Durante años mi viejo me contó historias de su Independiente Rivadavia en los Nacionales. Me contaba que se iba con su barra de amigos en una motito a ver los partidos y después hacían un “paga Dios” en una pizzería. Travesuras de pibes.
Con el correr de los años esas anécdotas fueron desapareciendo porque la Lepra ya no era la de esa época donde se cruzaba con equipos de Primera. Y las historias fueron desapareciendo.
Ese orgullo de ser leproso todavía lo tenía y lo tiene, pero en los últimos años se había transformado en desánimo, desilusiones varias, al punto que prefería quedarse a lavar el auto que ir a la cancha.
Pero llegó el 29 de octubre del 2023 y ese día mi viejo volvió a llorar por Independiente. Lloró porque vio el esfuerzo que hizo el paraguayo Arce para tratar de llegar al partido, a pesar del desgarro, y aguantarse más de 70 minutos en una pierna.
Lloró porque vio el esfuerzo de todos para que la ausencia de Matías Reali, el héroe que metió a la Lepra en la final con el gol ante Deportivo Maipú, no se sienta tanto. Lloró porque vio en Gagliardo a ese arquero gana-partidos que sostuvo al equipo en el peor momento.
Lloró por los cruces del Gringo Maidana dejando la piel en cada cierre, permitiendo que Abecasis y Elordi puedan ser dos delanteros más.
Lloró porque el “Turco’ Ham le pudo cumplir la promesa a su vieja de que iba a volver a primera jugando un partidazo.
Lloró viendo cómo Romero se desdoblaba para marcar, quitar y hacer jugar a sus compañeros apoyado con un González que tuvo un buen primer tiempo y que le allanó el camino al paraguayo Valdéz para que entre y desequilibre con su frescura.

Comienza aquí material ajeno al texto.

//! Embedded schema migrations.
//!
//! The SQL under `migrations/sqlite/` is compiled into the binary and
//! applied in file-name order; sqlx records each one in `_sqlx_migrations`.
//! Applied files are never edited. A schema change is a new
//! `NNN_description.sql`.

use sqlx::migrate::Migrator;
use sqlx::SqlitePool;
use tracing::debug;

use crate::error::DbResult;

static MIGRATOR: Migrator = sqlx::migrate!("../../migrations/sqlite");

/// Applies whatever has not been applied yet, each file in its own
/// transaction.
pub async fn run_migrations(pool: &SqlitePool) -> DbResult<()> {
    debug!(embedded = MIGRATOR.migrations.len(), "Applying migrations");
    MIGRATOR.run(pool).await?;
    Ok(())
}

/// `(embedded, applied)`; a store that was never migrated reports zero
/// applied.
pub async fn migration_status(pool: &SqlitePool) -> DbResult<(usize, usize)> {
    let embedded = MIGRATOR.migrations.len();

    let tracked: bool = sqlx::query_scalar(
        "SELECT EXISTS (SELECT 1 FROM sqlite_master WHERE type = 'table' AND name = '_sqlx_migrations')",
    )
    .fetch_one(pool)
    .await?;

    if !tracked {
        return Ok((embedded, 0));
    }

    let applied: i64 = sqlx::query_scalar("SELECT COUNT(*) FROM _sqlx_migrations WHERE success = 1")
        .fetch_one(pool)
        .await?;

    Ok((embedded, usize::try_from(applied).unwrap_or(0)))
}

#[cfg(test)]
mod tests {
    use super::*;
    use crate::{Database, DbConfig};

    #[tokio::test]
    async fn test_status_before_and_after() {
        let db = Database::new(DbConfig::in_memory().run_migrations(false))
            .await
            .unwrap();

        let (embedded, applied) = migration_status(db.pool()).await.unwrap();
        assert!(embedded >= 1);
        assert_eq!(applied, 0);

        run_migrations(db.pool()).await.unwrap();
        run_migrations(db.pool()).await.unwrap();
        assert_eq!(migration_status(db.pool()).await.unwrap(), (embedded, embedded));
    }
}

Lloró con la lectura del partido del Alfredo Berti, que hizo los cambios en el momento justo y le dio al equipo el empujón que necesitaba para ganarlo antes de los penales.
Y sobre todo lloró cuando vio que Sánchez y Ramis convirtieron los goles más importantes de la historia de la Lepra, su Lepra.

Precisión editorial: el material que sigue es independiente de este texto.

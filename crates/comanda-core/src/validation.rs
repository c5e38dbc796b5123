//! # Validation Module
//!
//! Field-level checks applied to an order before any catalog lookup or write.
//!
//! ## Validation Strategy
//! ```text
//! ┌─────────────────────────────────────────────────────────────────────────┐
//! │                      Validation Layers                                  │
//! │                                                                         │
//! │  Layer 1: Register (TypeScript)                                        │
//! │  └── Immediate cashier feedback                                        │
//! │           │                                                             │
//! │           ▼                                                             │
//! │  Layer 2: THIS MODULE + pricing                                        │
//! │  ├── Field checks (quantity, prices, ids)                              │
//! │  └── Catalog price authority, payment reconciliation                   │
//! │           │                                                             │
//! │           ▼                                                             │
//! │  Layer 3: Database (SQLite)                                            │
//! │  ├── CHECK constraints (quantity > 0, amount > 0)                      │
//! │  └── Foreign keys (item → sale, topping → item)                        │
//! └─────────────────────────────────────────────────────────────────────────┘
//! ```
//!
//! ## Usage
//! ```rust
//! use comanda_core::validation::{parse_product_id, validate_quantity};
//!
//! assert!(validate_quantity(2).is_ok());
//! assert!(parse_product_id("not-a-uuid").is_err());
//! ```

use uuid::Uuid;

use crate::error::{ValidationError, ValidationResult};

/// Longest accepted idempotency key.
pub const MAX_IDEMPOTENCY_KEY_LEN: usize = 128;

/// Parses the product reference of a line.
///
/// ```rust
/// use comanda_core::validation::parse_product_id;
///
/// assert!(parse_product_id("550e8400-e29b-41d4-a716-446655440000").is_ok());
/// assert!(parse_product_id("").is_err());
/// ```
pub fn parse_product_id(raw: &str) -> ValidationResult<Uuid> {
    let raw = raw.trim();

    if raw.is_empty() {
        return Err(ValidationError::required("product_id"));
    }

    Uuid::parse_str(raw).map_err(|_| ValidationError::InvalidFormat {
        field: "product_id".to_string(),
        reason: "UUID inválido".to_string(),
    })
}

/// Validates a line quantity: must be positive. A bad quantity is reported
/// under `product_id`, the line's identifying field.
pub fn validate_quantity(qty: i64) -> ValidationResult<()> {
    if qty <= 0 {
        return Err(ValidationError::InvalidQuantity { quantity: qty });
    }

    Ok(())
}

/// Validates a price in cents. Zero is allowed (free extras).
///
/// ```rust
/// use comanda_core::validation::validate_price_cents;
///
/// assert!(validate_price_cents("unit_price", 1099).is_ok());
/// assert!(validate_price_cents("unit_price", 0).is_ok());
/// assert!(validate_price_cents("unit_price", -100).is_err());
/// ```
pub fn validate_price_cents(field: &str, cents: i64) -> ValidationResult<()> {
    if cents < 0 {
        return Err(ValidationError::negative(field));
    }

    Ok(())
}

/// Validates a payment amount in cents: must be positive.
pub fn validate_payment_amount(cents: i64) -> ValidationResult<()> {
    if cents <= 0 {
        return Err(ValidationError::must_be_positive("amount"));
    }

    Ok(())
}

/// Validates a topping name: must not be blank. Returns it trimmed.
pub fn validate_topping_name(name: &str) -> ValidationResult<String> {
    let name = name.trim();

    if name.is_empty() {
        return Err(ValidationError::required("toppings.name"));
    }

    Ok(name.to_string())
}

/// Normalizes an optional idempotency key.
///
/// Blank keys count as absent. Keys longer than
/// [`MAX_IDEMPOTENCY_KEY_LEN`] are rejected.
pub fn normalize_idempotency_key(key: Option<&str>) -> ValidationResult<Option<String>> {
    let Some(key) = key.map(str::trim).filter(|k| !k.is_empty()) else {
        return Ok(None);
    };

    if key.len() > MAX_IDEMPOTENCY_KEY_LEN {
        return Err(ValidationError::InvalidFormat {
            field: "idempotency_key".to_string(),
            reason: format!("máximo {} caracteres", MAX_IDEMPOTENCY_KEY_LEN),
        });
    }

    Ok(Some(key.to_string()))
}

/// Trims free text; blank becomes `None`.
pub fn non_blank(value: Option<&str>) -> Option<String> {
    value
        .map(str::trim)
        .filter(|v| !v.is_empty())
        .map(str::to_string)
}

// =============================================================================
// Unit Tests
// =============================================================================

#[cfg(test)]
mod tests {
    use super::*;

    #[test]
    fn test_parse_product_id() {
        assert!(parse_product_id("550e8400-e29b-41d4-a716-446655440000").is_ok());
        assert!(parse_product_id(" 550e8400-e29b-41d4-a716-446655440000 ").is_ok());

        let err = parse_product_id("123").unwrap_err();
        assert_eq!(err.field(), "product_id");
        assert_eq!(err.to_string(), "product_id: UUID inválido");

        assert!(matches!(
            parse_product_id("   "),
            Err(ValidationError::Required { .. })
        ));
    }

    #[test]
    fn test_validate_quantity() {
        assert!(validate_quantity(1).is_ok());
        assert!(validate_quantity(250).is_ok());
        assert_eq!(validate_quantity(0).unwrap_err().field(), "product_id");
        assert!(validate_quantity(-3).is_err());
    }

    #[test]
    fn test_validate_payment_amount() {
        assert!(validate_payment_amount(1).is_ok());
        assert!(validate_payment_amount(0).is_err());
        assert!(validate_payment_amount(-500).is_err());
    }

    #[test]
    fn test_validate_topping_name() {
        assert_eq!(validate_topping_name("  queso ").unwrap(), "queso");
        assert!(validate_topping_name("").is_err());
    }

    #[test]
    fn test_normalize_idempotency_key() {
        assert_eq!(normalize_idempotency_key(None).unwrap(), None);
        assert_eq!(normalize_idempotency_key(Some("  ")).unwrap(), None);
        assert_eq!(
            normalize_idempotency_key(Some(" order-42 ")).unwrap(),
            Some("order-42".to_string())
        );
        let long = "k".repeat(MAX_IDEMPOTENCY_KEY_LEN + 1);
        assert!(normalize_idempotency_key(Some(&long)).is_err());
    }

    #[test]
    fn test_non_blank() {
        assert_eq!(non_blank(Some(" sin cebolla ")), Some("sin cebolla".to_string()));
        assert_eq!(non_blank(Some("")), None);
        assert_eq!(non_blank(None), None);
    }
}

También lloraron los que nunca bajaron los brazos, los que estuvieron en las malas, los que no fallaron ningún fin de semana y que tienen a la Lepra como religión. Los que le traspasaron esta locura a sus hijos, con los que viajaron a Córdoba, y que les enseñaron que nunca, pero nunca hay que dejar de soñar y de confiar.
Y mientras mi viejo lloraba en Mendoza, me acordaba de tantos padres leprosos que desde cielo abrazan a sus hijos que estuvieron en el Kempes o en Mendoza y miraron para el cielo para decirles “llegamos viejo”.
Hoy Independiente Rivadavia escribe una página grande del fútbol mendocino y ojalá que sea por muchos años para poder acompañar a mi viejo a ver a su Lepra jugar ante River o Boca en La Catedral y hacerle honor a los que no están.